Norwegian military officer, businessperson and politician

Oddmund Håvard Hammerstad (born 15 August 1942), is a Norwegian military officer, businessperson and politician for the Conservative Party.

He was born in Sarpsborg. He finished his secondary education in 1961, attended the compulsory military service, took officer education at Heistadmoen and then the Norwegian Military Academy from 1963 to 1966. He was the best student in his class. From 1968 to 1973 he studied political science at the University of Oslo. He was an aide-de-camp in Brig. N. from 1966 to 1968, in His Majesty The King's Guard from 1968 to 1971, then worked in Industrivernet and Federation of Norwegian Industries from 1971 to 1975. From 1975 to 1979 he worked as a secretary for the Conservative Party, and from 1979 to 1981 as director of Handelens Servicekontor.

Hammerstad had been involved in politics as central board member of the Norwegian Young Conservatives from 1970 to 1972. From 1981 to 1986, during Willoch's First and Second Cabinet, he was a State Secretary in the Norwegian Ministry of Defence. From 1987 to 1992 Hammerstad chaired the Oslo Conservative Party. He served as a deputy representative to the Parliament of Norway from Oslo during the term 1989–1993, and from 1989 to 1990 he met as a regular representative, covering for Jan P. Syse who was Prime Minister. From 1991 to 1992 Hammerstad led the commission that delivered NOU 1992:31.

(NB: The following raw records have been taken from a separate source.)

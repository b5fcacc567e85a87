use crate::ToPrettyString;
use serde::{Deserialize, Serialize};
use std::fmt;

/// Lifecycle state of the regulator, as driven by the supervisor.
#[derive(
  Clone, Copy, Debug, Default, Deserialize, Eq, Hash, PartialEq, Serialize,
)]
#[serde(rename_all = "snake_case")]
pub enum ControlState {
  /// No acquisition, no control, valves closed.
  #[default]
  Idle,

  /// Acquisition running, control disabled. Manual valve toggles are
  /// permitted.
  Acquiring,

  /// Acquisition and the hysteresis controller running. The controller owns
  /// the valves exclusively.
  ControllingEnabled,
}

impl fmt::Display for ControlState {
  fn fmt(&self, f: &mut fmt::Formatter<'_>) -> fmt::Result {
    write!(
      f,
      "{}",
      match self {
        Self::Idle => "idle",
        Self::Acquiring => "acquiring",
        Self::ControllingEnabled => "controlling",
      }
    )
  }
}

impl ToPrettyString for ControlState {
  fn to_pretty_string(&self) -> String {
    match self {
      Self::Idle => "\x1b[38;5;248midle\x1b[0m",
      Self::Acquiring => "\x1b[33macquiring\x1b[0m",
      Self::ControllingEnabled => "\x1b[32mcontrolling\x1b[0m",
    }
    .to_owned()
  }
}

/// One of the two actuators on the vessel.
#[derive(Clone, Copy, Debug, Deserialize, Eq, Hash, PartialEq, Serialize)]
#[serde(rename_all = "snake_case")]
pub enum Valve {
  /// Admits fluid into the vessel, raising pressure.
  Inlet,

  /// Vents fluid out of the vessel, lowering pressure.
  Outlet,
}

impl Valve {
  /// The valve on the other side of the vessel.
  pub fn opposite(self) -> Self {
    match self {
      Self::Inlet => Self::Outlet,
      Self::Outlet => Self::Inlet,
    }
  }
}

impl fmt::Display for Valve {
  fn fmt(&self, f: &mut fmt::Formatter<'_>) -> fmt::Result {
    match self {
      Self::Inlet => write!(f, "inlet"),
      Self::Outlet => write!(f, "outlet"),
    }
  }
}

/// Open/closed pair for the inlet and outlet valves.
///
/// Both valves are never open at once: every constructor refuses that
/// combination, so any `ValveCommand` that exists satisfies the interlock.
#[derive(
  Clone, Copy, Debug, Default, Deserialize, Eq, Hash, PartialEq, Serialize,
)]
#[serde(try_from = "RawValveCommand")]
pub struct ValveCommand {
  inlet: bool,
  outlet: bool,
}

#[derive(Deserialize)]
struct RawValveCommand {
  inlet: bool,
  outlet: bool,
}

impl TryFrom<RawValveCommand> for ValveCommand {
  type Error = &'static str;

  fn try_from(raw: RawValveCommand) -> Result<Self, Self::Error> {
    ValveCommand::new(raw.inlet, raw.outlet)
      .ok_or("inlet and outlet may not both be open")
  }
}

impl ValveCommand {
  /// Both valves closed. This is the fail-safe state.
  pub const CLOSED: Self = Self {
    inlet: false,
    outlet: false,
  };

  /// Inlet open, outlet closed: pressure rises.
  pub const FILL: Self = Self {
    inlet: true,
    outlet: false,
  };

  /// Inlet closed, outlet open: pressure falls.
  pub const VENT: Self = Self {
    inlet: false,
    outlet: true,
  };

  /// Builds a command from raw flags, returning `None` if both would be open.
  pub fn new(inlet: bool, outlet: bool) -> Option<Self> {
    if inlet && outlet {
      None
    } else {
      Some(Self { inlet, outlet })
    }
  }

  /// Whether the inlet valve is open.
  pub fn inlet(&self) -> bool {
    self.inlet
  }

  /// Whether the outlet valve is open.
  pub fn outlet(&self) -> bool {
    self.outlet
  }

  /// Whether the given valve is open.
  pub fn is_open(&self, valve: Valve) -> bool {
    match valve {
      Valve::Inlet => self.inlet,
      Valve::Outlet => self.outlet,
    }
  }

  /// Returns this command with a single valve changed, or `None` if the
  /// result would open both valves.
  pub fn with(&self, valve: Valve, open: bool) -> Option<Self> {
    match valve {
      Valve::Inlet => Self::new(open, self.outlet),
      Valve::Outlet => Self::new(self.inlet, open),
    }
  }
}

impl fmt::Display for ValveCommand {
  fn fmt(&self, f: &mut fmt::Formatter<'_>) -> fmt::Result {
    let describe = |open: bool| if open { "open" } else { "closed" };

    write!(
      f,
      "inlet {}, outlet {}",
      describe(self.inlet),
      describe(self.outlet)
    )
  }
}

impl ToPrettyString for ValveCommand {
  fn to_pretty_string(&self) -> String {
    let describe = |open: bool| {
      if open {
        "\x1b[32mopen\x1b[0m"
      } else {
        "\x1b[31mclosed\x1b[0m"
      }
    };

    format!(
      "inlet {}, outlet {}",
      describe(self.inlet),
      describe(self.outlet)
    )
  }
}

/// A single entry of the session log.
#[derive(Clone, Copy, Debug, Deserialize, PartialEq, Serialize)]
pub struct Sample {
  /// Seconds elapsed since the regulator was created.
  pub time: f64,

  /// Smoothed pressure at that instant, in kPa.
  pub pressure: f64,
}

/// Point-in-time view of the regulator for display.
#[derive(Clone, Debug, Default, Deserialize, PartialEq, Serialize)]
pub struct RegulatorSnapshot {
  /// Current lifecycle state.
  pub state: ControlState,

  /// Latest smoothed pressure, in kPa.
  pub pressure: f64,

  /// Elapsed time of the latest logged sample, in seconds.
  pub elapsed: f64,

  /// Last accepted setpoint, if one has been given.
  pub setpoint: Option<f64>,

  /// Last valve command that reached the actuators.
  pub valves: ValveCommand,

  /// Description of the most recent controller fault, if any.
  pub fault: Option<String>,

  /// Number of entries in the session log.
  pub samples: usize,
}

impl ToPrettyString for RegulatorSnapshot {
  fn to_pretty_string(&self) -> String {
    let setpoint = self
      .setpoint
      .map(|setpoint| format!("{setpoint:.2} kPa"))
      .unwrap_or_else(|| "none".to_owned());

    let mut pretty = format!(
      "\x1b[1mState:\x1b[0m {}\n\
       \x1b[1mTime:\x1b[0m {:.2} s\n\
       \x1b[1mPressure:\x1b[0m {:.2} kPa\n\
       \x1b[1mSetpoint:\x1b[0m {setpoint}\n\
       \x1b[1mValves:\x1b[0m {}\n\
       \x1b[1mSamples:\x1b[0m {}",
      self.state.to_pretty_string(),
      self.elapsed,
      self.pressure,
      self.valves.to_pretty_string(),
      self.samples,
    );

    if let Some(fault) = &self.fault {
      pretty.push_str(&format!("\n\x1b[1;31mFault:\x1b[0m {fault}"));
    }

    pretty
  }
}
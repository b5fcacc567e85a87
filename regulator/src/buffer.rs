use std::collections::VecDeque;

/// Fixed-capacity FIFO of the most recent raw readings.
///
/// Pushing into a full buffer evicts exactly one element, the oldest.
#[derive(Clone, Debug)]
pub struct SampleBuffer {
  readings: VecDeque<f64>,
  capacity: usize,
}

impl SampleBuffer {
  /// Creates an empty buffer holding at most `capacity` readings.
  ///
  /// A capacity of zero is raised to one so the buffer can always produce a
  /// value.
  pub fn new(capacity: usize) -> Self {
    let capacity = capacity.max(1);

    SampleBuffer {
      readings: VecDeque::with_capacity(capacity),
      capacity,
    }
  }

  /// Pushes a reading at the tail. Returns the evicted head, if the buffer
  /// was full.
  pub fn push(&mut self, reading: f64) -> Option<f64> {
    let evicted = if self.readings.len() == self.capacity {
      self.readings.pop_front()
    } else {
      None
    };

    self.readings.push_back(reading);
    evicted
  }

  /// Arithmetic mean of the buffered readings, or 0 when empty.
  pub fn mean(&self) -> f64 {
    if self.readings.is_empty() {
      return 0.0;
    }

    self.readings.iter().sum::<f64>() / self.readings.len() as f64
  }

  /// The mean clamped to `[0, max]`. Non-finite means collapse to 0.
  pub fn smoothed(&self, max: f64) -> f64 {
    let mean = self.mean();

    if mean.is_finite() {
      mean.clamp(0.0, max)
    } else {
      0.0
    }
  }

  pub fn len(&self) -> usize {
    self.readings.len()
  }

  pub fn is_empty(&self) -> bool {
    self.readings.is_empty()
  }

  pub fn capacity(&self) -> usize {
    self.capacity
  }

  /// Readings from oldest to newest.
  pub fn iter(&self) -> impl Iterator<Item = &f64> {
    self.readings.iter()
  }
}

#[cfg(test)]
mod tests {
  use super::*;

  #[test]
  fn never_exceeds_capacity() {
    let mut buffer = SampleBuffer::new(7);

    for i in 0..100 {
      buffer.push(i as f64);
      assert!(buffer.len() <= 7);
    }

    assert_eq!(buffer.len(), 7);
  }

  #[test]
  fn evicts_oldest_first() {
    let mut buffer = SampleBuffer::new(3);

    assert_eq!(buffer.push(1.0), None);
    assert_eq!(buffer.push(2.0), None);
    assert_eq!(buffer.push(3.0), None);
    assert_eq!(buffer.push(4.0), Some(1.0));
    assert_eq!(buffer.push(5.0), Some(2.0));

    let contents: Vec<f64> = buffer.iter().copied().collect();
    assert_eq!(contents, vec![3.0, 4.0, 5.0]);
  }

  #[test]
  fn partial_buffer_averages_what_it_has() {
    let mut buffer = SampleBuffer::new(7);
    assert_eq!(buffer.mean(), 0.0);

    buffer.push(100.0);
    buffer.push(200.0);
    assert_eq!(buffer.mean(), 150.0);
  }

  #[test]
  fn smoothed_is_clamped() {
    let mut buffer = SampleBuffer::new(2);
    buffer.push(900.0);
    buffer.push(900.0);
    assert_eq!(buffer.smoothed(700.0), 700.0);

    buffer.push(-50.0);
    buffer.push(-50.0);
    assert_eq!(buffer.smoothed(700.0), 0.0);

    buffer.push(f64::NAN);
    assert_eq!(buffer.smoothed(700.0), 0.0);
  }

  #[test]
  fn zero_capacity_is_raised_to_one() {
    let mut buffer = SampleBuffer::new(0);
    buffer.push(5.0);
    assert_eq!(buffer.push(6.0), Some(5.0));
    assert_eq!(buffer.capacity(), 1);
  }
}
//! Seams between the regulator core and the outside world.
//!
//! The core never talks to hardware or storage directly; it is handed one
//! implementation of each trait and owns it from then on.

use crate::error::RegulatorResult;
use common::comm::Sample;

/// Source of analog pressure readings.
pub trait SensorTransport: Send {
  /// Reads one sample normalized to `[0, 1]` of full scale, or `None` if the
  /// sensor has nothing to report yet.
  ///
  /// Implementations may return values slightly outside the unit range; the
  /// reader clamps them.
  fn read_normalized(&mut self) -> Option<f64>;

  /// Whether the underlying device is connected.
  fn is_available(&self) -> bool;

  /// Lets go of the underlying device at the end of a session. A later read
  /// may reacquire it.
  fn release(&mut self) {}
}

/// Sink for digital actuator writes.
///
/// Writes never fail from the caller's point of view: a transport that has
/// lost its device drops the write and reports `is_open() == false`.
pub trait ActuatorTransport: Send {
  /// Drives `channel` high (`true`) or low (`false`).
  fn write_digital(&mut self, channel: u32, high: bool);

  /// Whether writes currently reach the device.
  fn is_open(&self) -> bool;
}

/// Durable storage for the session log.
pub trait PersistenceSink: Send {
  /// Persists the full log. Called once at the end of each session.
  fn flush(&mut self, samples: &[Sample]) -> RegulatorResult<()>;
}
//! A crude vessel model for running the regulator without hardware.

use crate::{
  state::lock,
  transport::{ActuatorTransport, SensorTransport},
};
use jeflog::warn;
use rand::Rng;
use std::{
  sync::{Arc, Mutex},
  time::Instant,
};

/// Fraction of full scale gained per second with the inlet open.
const FILL_RATE: f64 = 0.08;

/// Fraction of full scale lost per second with the outlet open.
const VENT_RATE: f64 = 0.10;

/// Proportional leak, per second.
const LEAK_RATE: f64 = 0.005;

/// Peak sensor noise, as a fraction of full scale.
const NOISE: f64 = 0.003;

#[derive(Debug)]
struct Vessel {
  level: f64,
  inlet_open: bool,
  outlet_open: bool,
  last_update: Instant,
}

impl Vessel {
  fn step(&mut self, dt: f64) {
    let mut rate = -LEAK_RATE * self.level;

    if self.inlet_open {
      rate += FILL_RATE;
    }

    if self.outlet_open {
      rate -= VENT_RATE;
    }

    self.level = (self.level + rate * dt).clamp(0.0, 1.0);
  }

  fn advance(&mut self) {
    let now = Instant::now();
    let dt = now.duration_since(self.last_update).as_secs_f64();

    self.last_update = now;
    self.step(dt);
  }
}

/// Shared plant. Hand [`EmulatedVessel::sensor`] and
/// [`EmulatedVessel::valves`] to the supervisor and they act on the same
/// model.
#[derive(Clone, Debug)]
pub struct EmulatedVessel {
  vessel: Arc<Mutex<Vessel>>,
  inlet_channel: u32,
  outlet_channel: u32,
}

impl EmulatedVessel {
  /// A vessel at `level` of full scale with both valves closed.
  pub fn new(level: f64, inlet_channel: u32, outlet_channel: u32) -> Self {
    EmulatedVessel {
      vessel: Arc::new(Mutex::new(Vessel {
        level: level.clamp(0.0, 1.0),
        inlet_open: false,
        outlet_open: false,
        last_update: Instant::now(),
      })),
      inlet_channel,
      outlet_channel,
    }
  }

  pub fn sensor(&self) -> EmulatedSensor {
    EmulatedSensor {
      vessel: self.clone(),
    }
  }

  pub fn valves(&self) -> EmulatedValves {
    EmulatedValves {
      vessel: self.clone(),
    }
  }

  /// True level, without sensor noise.
  pub fn level(&self) -> f64 {
    let mut vessel = lock(&self.vessel);
    vessel.advance();
    vessel.level
  }
}

pub struct EmulatedSensor {
  vessel: EmulatedVessel,
}

impl SensorTransport for EmulatedSensor {
  fn read_normalized(&mut self) -> Option<f64> {
    let noise = rand::thread_rng().gen_range(-NOISE..=NOISE);
    Some(self.vessel.level() + noise)
  }

  fn is_available(&self) -> bool {
    true
  }
}

pub struct EmulatedValves {
  vessel: EmulatedVessel,
}

impl ActuatorTransport for EmulatedValves {
  fn write_digital(&mut self, channel: u32, high: bool) {
    let mut vessel = lock(&self.vessel.vessel);
    vessel.advance();

    if channel == self.vessel.inlet_channel {
      vessel.inlet_open = high;
    } else if channel == self.vessel.outlet_channel {
      vessel.outlet_open = high;
    } else {
      warn!("Emulated vessel has nothing on channel {channel}.");
    }
  }

  fn is_open(&self) -> bool {
    true
  }
}

#[cfg(test)]
mod tests {
  use super::*;

  fn vessel(level: f64) -> Vessel {
    Vessel {
      level,
      inlet_open: false,
      outlet_open: false,
      last_update: Instant::now(),
    }
  }

  #[test]
  fn inlet_fills_and_outlet_vents() {
    let mut filling = vessel(0.5);
    filling.inlet_open = true;
    filling.step(1.0);
    assert!(filling.level > 0.5);

    let mut venting = vessel(0.5);
    venting.outlet_open = true;
    venting.step(1.0);
    assert!(venting.level < 0.5);
  }

  #[test]
  fn closed_vessel_leaks_slowly() {
    let mut closed = vessel(0.5);
    closed.step(1.0);
    assert!(closed.level < 0.5 && closed.level > 0.49);
  }

  #[test]
  fn level_stays_in_unit_range() {
    let mut full = vessel(0.99);
    full.inlet_open = true;
    full.step(100.0);
    assert_eq!(full.level, 1.0);

    let mut empty = vessel(0.01);
    empty.outlet_open = true;
    empty.step(100.0);
    assert_eq!(empty.level, 0.0);
  }

  #[test]
  fn valve_writes_reach_the_model() {
    let plant = EmulatedVessel::new(0.2, 9, 10);
    let mut valves = plant.valves();

    valves.write_digital(9, true);
    assert!(lock(&plant.vessel).inlet_open);

    valves.write_digital(9, false);
    valves.write_digital(10, true);
    let vessel = lock(&plant.vessel);
    assert!(!vessel.inlet_open && vessel.outlet_open);
  }

  #[test]
  fn sensor_reads_near_the_true_level() {
    let plant = EmulatedVessel::new(0.4, 9, 10);
    let mut sensor = plant.sensor();

    let reading = sensor.read_normalized().unwrap();
    assert!((reading - 0.4).abs() < 0.01);
  }
}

Hammerstad was the director of Rikshospitalet from 1987 to 1990, and board member of Medisinsk Innovasjon and chairman of Rikshospitalets Apotek during the same period. From 1993 to 2000 he was the municipal director of business in Oslo. He has later been CEO of PolyDisplay from 2000 to 2004, adviser in Oslo municipality from 2004 to 2007 and CEO of Fjord International from 2007. He was the deputy chairman of the Norwegian Defence and Security Industries Association from 2005 to 2007 and has written books on defence and intelligence. He was decorated with the Ordre national du Mérite in 1987.